Haviam mudado até mesmo nos últimos anos, e desde as últimas noticias que Gandalf recebera delas. Grandes enchentes e chuvas haviam aumentado o volume das águas que corriam para o leste, também houvera um ou dois terremotos (que alguns se inclinavam a atribuir ao dragão — fazendo alusão a ele principalmente com uma praga e um agourento aceno de cabeça na direção da Montanha). Os pântanos e charcos haviam avançado, espalhando-se dos dois lados. Trilhas tinham desaparecido, assim como vários cavaleiros e andarilhos que tentaram atravessar os caminhos perdidos. A estrada élfica que atravessava a floresta e pela qual os anões tinham seguido por recomendação de Beorn chegava agora a uma extremidade duvidosa e pouco usada na borda leste da floresta, só o rio ainda oferecia um caminho seguro das fronteiras da Floresta das Trevas no norte até as planícies rodeadas de montanhas mais além, e o rio era guardado pelo rei dos Elfos da Floresta. Então vocês podem ver que, por fim, Bilbo viera pela única estrada utilizável. O Sr. Bolseiro poderia ter ficado um pouco mais consolado, tremendo ali sobre os barris, se tivesse sabido que essa noticia havia chegado aos ouvidos de Gandalf e causado grande ansiedade no mago, e que agora ele estava na verdade terminando seus outros negócios (que não entram nesta história) e preparando-se para vir à procura da companhia de Thorin, mas Bilbo não sabia de nada disso. Tudo o que sabia era que o rio parecia continuar para sempre, e ele estava com fome, com um terrível resfriado, e não apreciava o modo como a montanha parecia franzir-lhe o cenho e ameaçá-lo à medida que se aproximava. Depois de algum tempo, entretanto, o rio tomou um curso mais para o sul e a Montanha recuou outra vez, e por fim, no final do dia, as margens foram ficando rochosas, o rio recolheu todas as suas águas espalhadas numa correnteza rápida e profunda, e eles foram deslizando em grande velocidade.

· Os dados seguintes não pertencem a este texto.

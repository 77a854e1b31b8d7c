//! Prometheus metrics for observability.
//!
//! HTTP request metrics live here; resolution, search and upstream metrics
//! are defined in `omega_core::metrics` and registered into the same
//! registry.

use once_cell::sync::Lazy;
use prometheus::{
    self, Encoder, HistogramOpts, HistogramVec, IntCounterVec, IntGauge, Opts, Registry,
    TextEncoder,
};
use regex_lite::Regex;
use tracing::error;

/// Global metrics registry.
pub static REGISTRY: Lazy<Registry> = Lazy::new(|| {
    let registry = Registry::new();
    register_metrics(&registry);
    registry
});

// =============================================================================
// HTTP Request Metrics
// =============================================================================

/// HTTP request duration in seconds.
pub static HTTP_REQUEST_DURATION: Lazy<HistogramVec> = Lazy::new(|| {
    HistogramVec::new(
        HistogramOpts::new(
            "omega_http_request_duration_seconds",
            "HTTP request duration in seconds",
        )
        .buckets(vec![
            0.001, 0.005, 0.01, 0.025, 0.05, 0.1, 0.25, 0.5, 1.0, 2.5, 5.0, 10.0, 30.0, 60.0,
        ]),
        &["method", "path", "status"],
    )
    .unwrap()
});

/// HTTP requests total count.
pub static HTTP_REQUESTS_TOTAL: Lazy<IntCounterVec> = Lazy::new(|| {
    IntCounterVec::new(
        Opts::new("omega_http_requests_total", "Total HTTP requests"),
        &["method", "path", "status"],
    )
    .unwrap()
});

/// HTTP requests currently in flight.
pub static HTTP_REQUESTS_IN_FLIGHT: Lazy<IntGauge> = Lazy::new(|| {
    IntGauge::new(
        "omega_http_requests_in_flight",
        "Number of HTTP requests currently being processed",
    )
    .unwrap()
});

/// MCP JSON-RPC calls by method and outcome.
pub static MCP_CALLS_TOTAL: Lazy<IntCounterVec> = Lazy::new(|| {
    IntCounterVec::new(
        Opts::new("omega_mcp_calls_total", "MCP JSON-RPC calls"),
        &["method", "outcome"],
    )
    .unwrap()
});

/// Open MCP SSE sessions.
pub static MCP_SSE_SESSIONS: Lazy<IntGauge> = Lazy::new(|| {
    IntGauge::new("omega_mcp_sse_sessions", "Open MCP SSE sessions").unwrap()
});

// =============================================================================
// Registration
// =============================================================================

fn register_metrics(registry: &Registry) {
    registry
        .register(Box::new(HTTP_REQUEST_DURATION.clone()))
        .unwrap();
    registry
        .register(Box::new(HTTP_REQUESTS_TOTAL.clone()))
        .unwrap();
    registry
        .register(Box::new(HTTP_REQUESTS_IN_FLIGHT.clone()))
        .unwrap();
    registry
        .register(Box::new(MCP_CALLS_TOTAL.clone()))
        .unwrap();
    registry
        .register(Box::new(MCP_SSE_SESSIONS.clone()))
        .unwrap();

    // Core metrics (resolution, search, external services)
    for metric in omega_core::metrics::all_metrics() {
        registry.register(metric).unwrap();
    }
}

/// Encode all metrics as Prometheus text format.
pub fn encode_metrics() -> String {
    let encoder = TextEncoder::new();
    let metric_families = REGISTRY.gather();
    let mut buffer = Vec::new();
    if let Err(e) = encoder.encode(&metric_families, &mut buffer) {
        error!("Failed to encode metrics: {}", e);
        return String::new();
    }
    String::from_utf8(buffer).unwrap_or_default()
}

static HASH_RE: Lazy<Regex> = Lazy::new(|| Regex::new(r"[0-9a-fA-F]{40}").unwrap());
static NUMERIC_RE: Lazy<Regex> = Lazy::new(|| Regex::new(r"/\d+(/|$)").unwrap());

/// Normalize a path for metric labels (replace IDs with placeholders).
pub fn normalize_path(path: &str) -> String {
    let result = HASH_RE.replace_all(path, "{hash}");
    let result = NUMERIC_RE.replace_all(&result, "/{id}$1");
    result.to_string()
}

O sol já se escondera quando, fazendo uma outra curva em direção ao leste, o rio da floresta desaguou no Lago Comprido. Ali havia uma grande foz com portões de pedra semelhantes a penhascos dos dois lados. Os sopés cobertos por montes de cascalho. O Lago Comprido! Bilbo nunca imaginara que alguma extensão de água que não fosse o mar pudesse ser tão vasta.

Era tão amplo que as margens opostas pareciam pequenas e distantes, mas tão comprido que não era possível ver sua extremidade norte, que apontava na direção da Montanha. Apenas pelo mapa é que Bilbo sabia que lá em cima, onde as estrelas da Foice já estavam piscando, o Rio Corrente, vindo de Vaíle, desaguava no lago e, junto com o Rio da Floresta, enchia de águas profundas o que devia antes ter sido um grande e profundo vale rochoso. Na extremidade sul as águas reunidas derramavam-se outra vez por sobre altas cachoeiras e corriam depressa para terras desconhecidas. No ar quieto do fim de tarde podia-se ouvir o ruído das cachoeiras como um rugido distante.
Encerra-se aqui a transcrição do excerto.